The Unity, or Medved, party and Sergei Kiriyenko's Union of Right Forces, two blocs who traded on their support for the Kremlin and Prime Minister Vladimir Putin, won nearly enough of the vote to overpower the Communists and other leftists - favorite scapegoats in the past for budget and taxation wrangles on the floor of the Duma.


"The Duma has been a major obstacle to reform, opposing the issues [the Kremlin] has put forward," said Peter Westin of the Russian European Center for Economic Policy. "Now, we could have a situation where the legislative process goes much differently. ... We could see a completely new Russia."
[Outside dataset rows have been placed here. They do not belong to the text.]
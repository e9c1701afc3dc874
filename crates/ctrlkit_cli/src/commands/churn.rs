//! Random writes against the control plane.

use ctrlkit_api::{CronTab, CronTabSpec, ObjectKey, Resource};
use ctrlkit_apiserver::ApiServer;
use ctrlkit_runtime::StopSignal;
use rand::seq::SliceRandom;
use rand::Rng;
use std::sync::Arc;
use std::time::Duration;
use tracing::{debug, warn};

/// Namespace used for crontabs created by churn.
pub const CHURN_NAMESPACE: &str = "churn";

/// Counts of writes issued by [`run_churn`].
#[derive(Debug, Clone, Copy, Default, PartialEq, Eq)]
pub struct ChurnStats {
    /// Objects created.
    pub created: u64,
    /// Objects updated.
    pub updated: u64,
    /// Objects deleted.
    pub deleted: u64,
}

/// Issues one random write every `interval` until `stop` fires.
///
/// Updates bump the replica count of a random object; creates and deletes
/// keep the population moving.
pub fn run_churn(
    server: &Arc<ApiServer<CronTab>>,
    interval: Duration,
    stop: &StopSignal,
) -> ChurnStats {
    let mut rng = rand::thread_rng();
    let mut stats = ChurnStats::default();
    let mut next_id = 0u64;

    while !stop.wait_timeout(interval) {
        let keys: Vec<ObjectKey> = server
            .list()
            .map(|list| list.items.iter().map(|obj| obj.key()).collect())
            .unwrap_or_default();

        let roll: u8 = rng.gen_range(0..10);
        let result = match keys.choose(&mut rng) {
            Some(key) if roll < 6 => server.get(key).and_then(|mut obj| {
                obj.spec.replicas = rng.gen_range(0..5);
                server.update(obj).map(|_| stats.updated += 1)
            }),
            Some(key) if roll < 8 => server.delete(key).map(|_| stats.deleted += 1),
            _ => {
                next_id += 1;
                let spec = CronTabSpec {
                    cron_spec: "*/10 * * * *".into(),
                    image: "registry.local/cron-runner:1.0".into(),
                    replicas: 1,
                };
                server
                    .create(CronTab::new(CHURN_NAMESPACE, format!("churn-{next_id}"), spec))
                    .map(|_| stats.created += 1)
            }
        };

        if let Err(err) = result {
            warn!(error = %err, "churn write failed");
        }
    }

    debug!(?stats, "churn stopped");
    stats
}
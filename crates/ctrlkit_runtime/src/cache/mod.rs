//! Local object cache.
//!
//! The informer owns the store; controllers and sync
//! handlers see it only through the read-only [`Lister`].

mod lister;
pub(crate) mod store;

pub use lister::Lister;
"We think the market will take these results as a positive sign, as they should guarantee a smooth political process," United Financial Group said in a report Monday.


Now, as political platforms are converging on the center and even Communists speak of promoting foreign investment, hopes are high that peace between the Kremlin and the legislature will mean fresh attention to business concerns - namely the convoluted tax system.


"It is important for the parliament to support the [federal authorities]," said Svyatoslav Zhuravlyov, an entrepreneur who voted for Unity at a polling station in southwestern Moscow on Sunday. "We are tired of every party pulling in its own direction."


Polls ordered by the Vedomosti newspaper of 260 leading local and regional businessmen that carried out over the two weeks leading up to the poll showed support for the Kremlin backed Unity party rising sharply in the two weeks before Sunday's ballot, mostly at the expense of Moscow Mayor Yury Luzhkov's Fatherland-All Russia party.


The resurgence of the Union of Right Forces was in many ways even more welcome to the business community.


The unexpectedly high overall support for Kiriyenko in Sunday's vote came from the hidden sympathies of Russian entrepreneurs, managers and company owners, said Andrei Grigoryev, editor of Kompania magazine.


"Russian business tried to show its ideology, to advance its ideology in parliament," Grigoryev said. "That's important, and it's really great."


Unity's economic platform has so far been ill defined, but party leaders have promised to defend Russian business interests.


Scott Blacklin, president of the American Chamber of Commerce in Moscow, said he expected Unity to line up behind Putin's recent promises to protect foreign investors and resist pressure to undo privatization.


Energy sector executives and analysts were especially upbeat, especially because a more constructive Duma could bring further progress on legislation on production sharing agreements, or PSAs, Reuters reported.


This in turn should raise investor confidence and give a boost to both foreign and domestic investment in the sector.


"This would augur well for tax reform, it would augur well for a more investor-friendly regime here," Richard Freeman, chief representative in Russia of Texaco, told Reuters.


"Any country needs foreign investment. Russia ... needs new money as well as a more efficient use of internal money.


"With a fairly large pro-government bloc in the Duma this should help government policy, and all the government needs to do now is to enact the right policy," he said.